I think a lot of us have gotten really tired and fed up with people who are not reality-based. While CC may think liberals aren't reality-based either, at least we are here listening to her. Bush and his cronies don't seem to listen to anyone who doesn't already agree with them. Is Ron Paul the same way? How does one get the answer to that question?
Kim,
As a guy who spends plenty of time with Scientists and folks engaged in medical basic research, I --and I suspect Ron Paul-- are a little spooked by empowering the Feds to dictate reality.
Talk about overreach...
I'm convinced radical Evolutionists are folks who failed calculus and never made it to Physics.
"radical Evolutionists"
What does that even mean? Insisting that evolution really does seem to have happened, and to be happening, and that people who say it isn't have to explain why they think so?
"radical Evolutionists"
What does that even mean?
It means people wedded to pre 20th century Newtonian notion of liniar time; of time as flow.
If modern science right,
"Physicists prefer to think of time as laid out in its entirety - a timescape, analogous to a landscape - with all past and future events located there together ... Completely absent from this description of nature is anything that singles out a privileged special moment as the present or any process that would systematically turn future events into the present, then past, events. In short, the time of the physicist does not pass or flow." --Paul Davies, "That Mysterious Flow"
...then the notion of anything evolving over time doesn't make much sense.
Maybe I should have written reactionary evolutionists instead of radical evolutionists
But it does seem to me their theory is not holding up well...
...over time.
bill,
So you just don't believe in a concept of linear time at all? Like not even that you wrote your comment *before* I wrote mine, and that mine is a response to yours?

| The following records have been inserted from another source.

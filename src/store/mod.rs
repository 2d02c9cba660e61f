//! Cookie-style storage for the session tokens.
//!
//! Tokens are kept as two expiring cookies. The `TokenStore` trait lets the
//! session manager run against an in-process jar or a jar persisted on disk.

pub mod file;
pub mod memory;
pub mod secure;

pub use file::FileCookieJar;
pub use memory::MemoryCookieJar;
pub use secure::SecureString;

use chrono::{DateTime, Duration, Utc};
use serde::{Deserialize, Serialize};
use zeroize::Zeroizing;

use crate::error::StoreError;

/// Cookie holding the short-lived access token.
pub const ACCESS_COOKIE: &str = "access_token";
/// Cookie holding the refresh token.
pub const REFRESH_COOKIE: &str = "refresh_token";

/// Lifetime of the access cookie.
pub fn access_cookie_ttl() -> Duration {
    Duration::hours(2)
}

/// Lifetime of the refresh cookie.
pub fn refresh_cookie_ttl() -> Duration {
    Duration::days(7)
}

/// Storage backend for session cookies.
pub trait TokenStore: Send + Sync {
    /// Read a cookie value. Expired cookies read as `None`.
    fn get(&self, name: &str) -> Result<Option<Zeroizing<String>>, StoreError>;

    /// Write a cookie that expires after `ttl`.
    fn set(&self, name: &str, value: &str, ttl: Duration) -> Result<(), StoreError>;

    /// Remove a cookie. Removing a missing cookie is not an error.
    fn remove(&self, name: &str) -> Result<(), StoreError>;
}

/// A stored cookie with the attributes the session policy requires.
#[derive(Clone, Serialize, Deserialize)]
pub struct Cookie {
    pub name: String,
    /// URL-encoded value.
    pub value: String,
    pub path: String,
    pub secure: bool,
    pub same_site: SameSite,
    pub expires_at: DateTime<Utc>,
}

#[derive(Debug, Clone, Copy, PartialEq, Eq, Serialize, Deserialize)]
pub enum SameSite {
    Strict,
    Lax,
    None,
}

impl Cookie {
    /// Build a session cookie: `path=/`, `secure`, `samesite=strict`.
    pub fn session(name: &str, raw_value: &str, ttl: Duration, now: DateTime<Utc>) -> Self {
        Self {
            name: name.to_string(),
            value: urlencoding::encode(raw_value).into_owned(),
            path: "/".to_string(),
            secure: true,
            same_site: SameSite::Strict,
            expires_at: now + ttl,
        }
    }

    pub fn is_expired_at(&self, now: DateTime<Utc>) -> bool {
        self.expires_at <= now
    }

    /// The decoded value.
    pub fn decoded_value(&self) -> Result<Zeroizing<String>, StoreError> {
        urlencoding::decode(&self.value)
            .map(|v| Zeroizing::new(v.into_owned()))
            .map_err(|e| StoreError::RetrieveFailed(format!("{}: {}", self.name, e)))
    }
}

impl std::fmt::Debug for Cookie {
    fn fmt(&self, f: &mut std::fmt::Formatter<'_>) -> std::fmt::Result {
        f.debug_struct("Cookie")
            .field("name", &self.name)
            .field("value", &"[REDACTED]")
            .field("path", &self.path)
            .field("secure", &self.secure)
            .field("same_site", &self.same_site)
            .field("expires_at", &self.expires_at)
            .finish()
    }
}
//! In-process cookie jar.

use std::collections::HashMap;
use std::sync::Mutex;

use chrono::{Duration, Utc};
use zeroize::Zeroizing;

use super::{Cookie, TokenStore};
use crate::error::StoreError;

/// Cookie jar that lives as long as the process.
#[derive(Debug, Default)]
pub struct MemoryCookieJar {
    cookies: Mutex<HashMap<String, Cookie>>,
}

impl MemoryCookieJar {
    pub fn new() -> Self {
        Self::default()
    }

    /// Number of unexpired cookies.
    pub fn len(&self) -> usize {
        let now = Utc::now();
        self.cookies
            .lock()
            .unwrap_or_else(|e| e.into_inner())
            .values()
            .filter(|c| !c.is_expired_at(now))
            .count()
    }

    pub fn is_empty(&self) -> bool {
        self.len() == 0
    }

    /// Insert a fully built cookie, e.g. one with an explicit expiry.
    pub fn insert(&self, cookie: Cookie) {
        self.cookies
            .lock()
            .unwrap_or_else(|e| e.into_inner())
            .insert(cookie.name.clone(), cookie);
    }
}

impl TokenStore for MemoryCookieJar {
    fn get(&self, name: &str) -> Result<Option<Zeroizing<String>>, StoreError> {
        let mut cookies = self.cookies.lock().unwrap_or_else(|e| e.into_inner());
        match cookies.get(name) {
            Some(cookie) if cookie.is_expired_at(Utc::now()) => {
                cookies.remove(name);
                Ok(None)
            }
            Some(cookie) => cookie.decoded_value().map(Some),
            None => Ok(None),
        }
    }

    fn set(&self, name: &str, value: &str, ttl: Duration) -> Result<(), StoreError> {
        self.insert(Cookie::session(name, value, ttl, Utc::now()));
        Ok(())
    }

    fn remove(&self, name: &str) -> Result<(), StoreError> {
        self.cookies
            .lock()
            .unwrap_or_else(|e| e.into_inner())
            .remove(name);
        Ok(())
    }
}
//! Authentication module.
//!
//! Provides the login/refresh/logout endpoint client, client-side JWT
//! inspection, and the session manager that keeps one usable access token.

pub mod client;
pub mod jwt;
pub mod token_manager;

pub use client::AuthClient;
pub use token_manager::{SessionManager, SessionState};
//! `carus` — command-line interface for the NM-Carus offload driver.
//!
//! ```text
//! USAGE:
//!   carus info                       Show deployment capabilities
//!   carus kernels                    List the kernel image table
//!   carus maxpool [options]          Run a max-pooling offload demo
//! ```

use anyhow::{bail, Result};
use clap::{Parser, Subcommand};
use tracing_subscriber::EnvFilter;

use carus_chip::kernels::{image, KernelId};
use carus_driver::chip::ElemType;
use carus_driver::{BackendSelection, CarusDevice, MaxPoolConfig, MaxPoolExecutor};

#[derive(Parser)]
#[command(name = "carus", about = "NM-Carus near-memory-compute CLI", version)]
struct Cli {
    #[command(subcommand)]
    command: Cmd,
}

#[derive(Subcommand)]
enum Cmd {
    /// Show deployment capabilities.
    Info,
    /// List the kernel image table.
    Kernels,
    /// Run a max-pooling offload on the software backend.
    Maxpool {
        /// Input matrix rows.
        #[arg(long, default_value_t = 4)]
        rows: usize,
        /// Input matrix columns.
        #[arg(long, default_value_t = 4)]
        cols: usize,
        /// Pooling window edge length.
        #[arg(long, default_value_t = 2)]
        pool: usize,
        /// Window stride on both axes.
        #[arg(long, default_value_t = 2)]
        stride: usize,
    },
}

fn main() -> Result<()> {
    tracing_subscriber::fmt()
        .with_env_filter(EnvFilter::try_from_default_env().unwrap_or_else(|_| "warn".into()))
        .init();

    let cli = Cli::parse();

    match cli.command {
        Cmd::Info => cmd_info()?,
        Cmd::Kernels => cmd_kernels(),
        Cmd::Maxpool {
            rows,
            cols,
            pool,
            stride,
        } => cmd_maxpool(rows, cols, pool, stride)?,
    }

    Ok(())
}

fn cmd_info() -> Result<()> {
    let device = CarusDevice::open(BackendSelection::Auto)?;
    let caps = device.capabilities();

    println!("NM-Carus deployment ({})", device.backend_type());
    println!("  Instances      {}", caps.instance_count);
    println!(
        "  Register bank  {} x {} B",
        caps.vreg_count, caps.max_vl_bytes
    );
    println!(
        "  Max VL         {} (e8) / {} (e16) / {} (e32)",
        caps.max_vl_elems(ElemType::Int8),
        caps.max_vl_elems(ElemType::Int16),
        caps.max_vl_elems(ElemType::Int32)
    );
    println!("  Imem           {} words", caps.imem_words);

    Ok(())
}

fn cmd_kernels() {
    println!("Kernel image table:");
    for id in KernelId::ALL {
        let img = image(id);
        println!(
            "  {:<8} {:>4} words  {:>5} B",
            id.name(),
            img.size_words(),
            img.size_bytes()
        );
    }
}

fn cmd_maxpool(rows: usize, cols: usize, pool: usize, stride: usize) -> Result<()> {
    let mut device = CarusDevice::open(BackendSelection::Auto)?;
    device.load_kernel(KernelId::MaxPool)?;

    let config = MaxPoolConfig::new(rows, cols, pool, stride, ElemType::Int32)?;

    // Deterministic demo matrix.
    let a: Vec<i32> = (0..rows * cols).map(|v| ((v * 7) % 23) as i32).collect();
    let input: Vec<u8> = a.iter().flat_map(|v| v.to_le_bytes()).collect();

    let result = MaxPoolExecutor::new(config).run(&mut device, 0, &input)?;
    let out: Vec<i32> = result
        .output
        .chunks_exact(4)
        .map(|c| i32::from_le_bytes(c.try_into().expect("4-byte chunk")))
        .collect();
    if out.len() != result.rows * result.cols {
        bail!("short result: {} of {}", out.len(), result.rows * result.cols);
    }

    println!("Input {rows}x{cols}, pool={pool}, stride={stride}");
    for r in a.chunks(cols) {
        println!("  {r:>4?}");
    }
    println!("Pooled {}x{}:", result.rows, result.cols);
    for r in out.chunks(result.cols) {
        println!("  {r:>4?}");
    }
    println!(
        "stage {:?}  execute {:?}  retrieve {:?}  total {:.1} us",
        result.stage_duration,
        result.execute_duration,
        result.retrieve_duration,
        result.latency_us()
    );

    Ok(())
}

So you just don't believe in a concept of linear time at all?
Unlike Evolutionists, I listen to Physicists, as Einstein wrote the family of his friend Besso after Besso's death,
...for us physicists believe the separation between past, present, and future is only an illusion, although a convincing one.
Creationists don't sound so odd when you get your mind around this.
English prepositions like before and after lock us into the illusion, while mathematics liberates us. (Perhapes just as Religous stories do.)
So after a brief on Intelligent Design in school, it's off to pre-Calc kids, which I suspect for many older UU's is a vision of the hell we like to deny.
I'm certainly not going to scream over creationism in favor of a theory so firmly locked into an illusion of time.
bill,
Are the physicists you're quoting (such as Einstein) advocating Creationism? Because if you're just taking their theory and applying it to biology, when they have not advocated for it to be used in such a way, I am skeptical that that is a proper use.
Are the physicists you're quoting (such as Einstein) advocating Creationism?
They're describing creation.
It sounds at like what the Creationists advoctate to me.
Science and Religion aren't the same, but Physics sounds awfully theoretical at times.
Liberals have gotten into this mode of knocking everyone who disagrees as unscientifc....
...it's a real bad habit they've gotten into.
They often seem ignorant of modern science themselves and stuck instead in the 19th century.
...sounds theological I mean ...but really mystical is a better choice... Our Church has a lot of wonks from Fermi Lab as members. They're not mystical but their work sounds it.
bill,
Quite, but are the physicists describing the creation of inorganic objects in the universe, or are they describing how life on the planet earth came to exist? And again, are the physicists you're quoting actually claiming that there is no such thing as evolution?
As for the idea that liberals are stuck in 19th century biology, that's pretty bizarre given their advocacy for stem cell research and other work that depends on understanding DNA, which was the 20th century paradigm shift in biology.
Time may not be a linear concept for physicists, but I'm pretty sure that if Ron Paul gets up and says that 9/11 cannot really be said to have happened BEFORE the invasion of Afghanistan, he'll have put the end to his campaign.